Les renouvelables feront partie de notre mix énergétique mais ne résoudront jamais notre besoin électrique en base. Il fait nuit la nuit et il fait parfois pétole, même en pleine mer. M. Gallois que j’interviewe dans un des épisodes du mois nous rappelle que le gaz peut et doit encore être utilisé comme une énergie de transition, même s’il est désormais quatre fois plus cher qu’aux Etats-Unis.
Les éléphants dans le magasin de porcelaine
Le drame de la loi Omnibus et du Clean Industrial Deal, c’est qu’ils ne s’occupent pas des éléphants dans le magasin de notre porcelaine économique et sociale :
L’UE a fait un chemin immense dans sa façon de penser depuis quelques mois. Elle est en train de comprendre qu’il lui faut une industrie sur son sol, de la plus essentielle à la plus technologiquement avancée. La loi Omnibus et le Clean Industrial Deal étaient impensables il y a encore un an. C’est ce que disait Marko Mensink à l’origine de la Déclaration d’Anvers à mon micro il y a quelques jours.
Ces deux trains législatifs démontrent aussi que le chemin à faire pour accepter les nouvelles règles du commerce mondial imposées par la Chine et maintenant les Etats-Unis est encore long.
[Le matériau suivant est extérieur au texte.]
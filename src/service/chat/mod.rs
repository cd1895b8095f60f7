pub mod discord;

use std::{ops::Deref, sync::Arc};

use async_trait::async_trait;

use crate::base::types::{RenderedMessage, Void};

// Errors.

/// Classified failure of a single message edit.
#[derive(Debug, thiserror::Error)]
pub enum DeliveryError {
    /// Worth another attempt: rate limits, server errors, network trouble.
    #[error("transient delivery failure: {0}")]
    Transient(String),
    /// The credential was rejected or has expired.
    #[error("delivery forbidden: {0}")]
    Forbidden(String),
    /// Retrying cannot help, e.g. the message was deleted.
    #[error("permanent delivery failure: {0}")]
    Permanent(String),
}

impl DeliveryError {
    /// Classifies an HTTP failure status.
    pub fn from_status(status: u16, body: &str) -> Self {
        let detail = format!("HTTP {status}: {body}");

        match status {
            408 | 429 | 500..=599 => Self::Transient(detail),
            401 | 403 => Self::Forbidden(detail),
            _ => Self::Permanent(detail),
        }
    }

    pub fn is_transient(&self) -> bool {
        matches!(self, Self::Transient(_))
    }
}

/// Whether an error returned by a chat client is worth retrying.
///
/// Errors that were not classified as a [`DeliveryError`] are treated as permanent.
pub fn is_transient(err: &anyhow::Error) -> bool {
    err.downcast_ref::<DeliveryError>().is_some_and(DeliveryError::is_transient)
}

// Traits.

/// Generic "chat" trait that clients must implement.
///
/// This is the delivery side of reconciliation: it edits a previously posted message
/// in place. Implementations should return a [`DeliveryError`] so callers can decide
/// whether to retry.
#[async_trait]
pub trait GenericChatClient: Send + Sync + 'static {
    /// Replace the content, embeds, and components of an existing message.
    ///
    /// `webhook_token` is the credential stored with the message when it was posted.
    async fn edit_message(&self, channel_id: &str, message_id: &str, webhook_token: &str, message: &RenderedMessage) -> Void;
}

// Structs.

/// Chat client for the application.
///
/// It is designed to be trivially cloneable, allowing it to be passed around
/// without the need for `Arc` or `Mutex`.
#[derive(Clone)]
pub struct ChatClient {
    inner: Arc<dyn GenericChatClient>,
}

impl Deref for ChatClient {
    type Target = dyn GenericChatClient;

    fn deref(&self) -> &Self::Target {
        &*self.inner
    }
}

impl ChatClient {
    pub fn new(inner: Arc<dyn GenericChatClient>) -> Self {
        Self { inner }
    }
}

#[cfg(test)]
mod tests {
    use super::*;

    #[test]
    fn test_status_classification() {
        assert!(DeliveryError::from_status(429, "slow down").is_transient());
        assert!(DeliveryError::from_status(502, "").is_transient());
        assert!(!DeliveryError::from_status(404, "Unknown Message").is_transient());
        assert!(matches!(DeliveryError::from_status(403, ""), DeliveryError::Forbidden(_)));
        assert!(!DeliveryError::from_status(401, "").is_transient());
    }

    #[test]
    fn test_unclassified_errors_are_permanent() {
        assert!(!is_transient(&anyhow::anyhow!("boom")));
        assert!(is_transient(&DeliveryError::Transient("reset".to_string()).into()));
    }
}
Celui pour s’y adapter et gagner des parts de marché sera un peu plus long encore. La simple mise en application d’un principe de réciprocité aiderait l’UE à faire face.
Ces trains rappellent enfin que l’UE est lente. Son pas de temps est l’année, celui de M. Trump est la journée.
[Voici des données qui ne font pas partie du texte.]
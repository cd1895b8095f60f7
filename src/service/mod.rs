//! Service integrations for external APIs and clients.
//!
//! This module contains implementations for various services used by the ptal-bot:
//! - Chat services (e.g., Discord)
//! - Database services (e.g., SurrealDB)
//! - Renderers (e.g., GitHub)
//!
//! Each service module defines both generic traits and concrete implementations,
//! allowing for extensibility and easy testing.

pub mod chat;
pub mod db;
pub mod render;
La Chine vise la première puissance mondiale en 2049. L’UE vise sa neutralité carbone en 2050. Il y a mille façons d’être neutre en carbone. Que voulons-nous au fond en plus de contribuer à la fin du réchauffement climatique ?
Dans l’attente que l’UE veuille redevenir un continent prospère et s’en donne les moyens, les CEO qui me lisent peuvent se demander comment se préparer au nouveau monde qui s’annonce. Ils peuvent revoir l’allocation géographique de leurs efforts commerciaux i), optimiser les codes HS/HTS des produits importés ii), réduire leurs coûts iii), revoir leur pricings intra-groupe iv), remodeler leur portefeuille fournisseurs v) ou encore relocaliser leur base d’innovation et de production vi). Ils peuvent aussi subir. Nous préférons les aider.
Rendez-vous dans un an nous a dit la Présidente de la Commission européenne. D’ici là, si vous êtes CEO, précipitez-vous signez la Déclaration d’Anvers et préparez la guerre, commerciale et productive celle-là.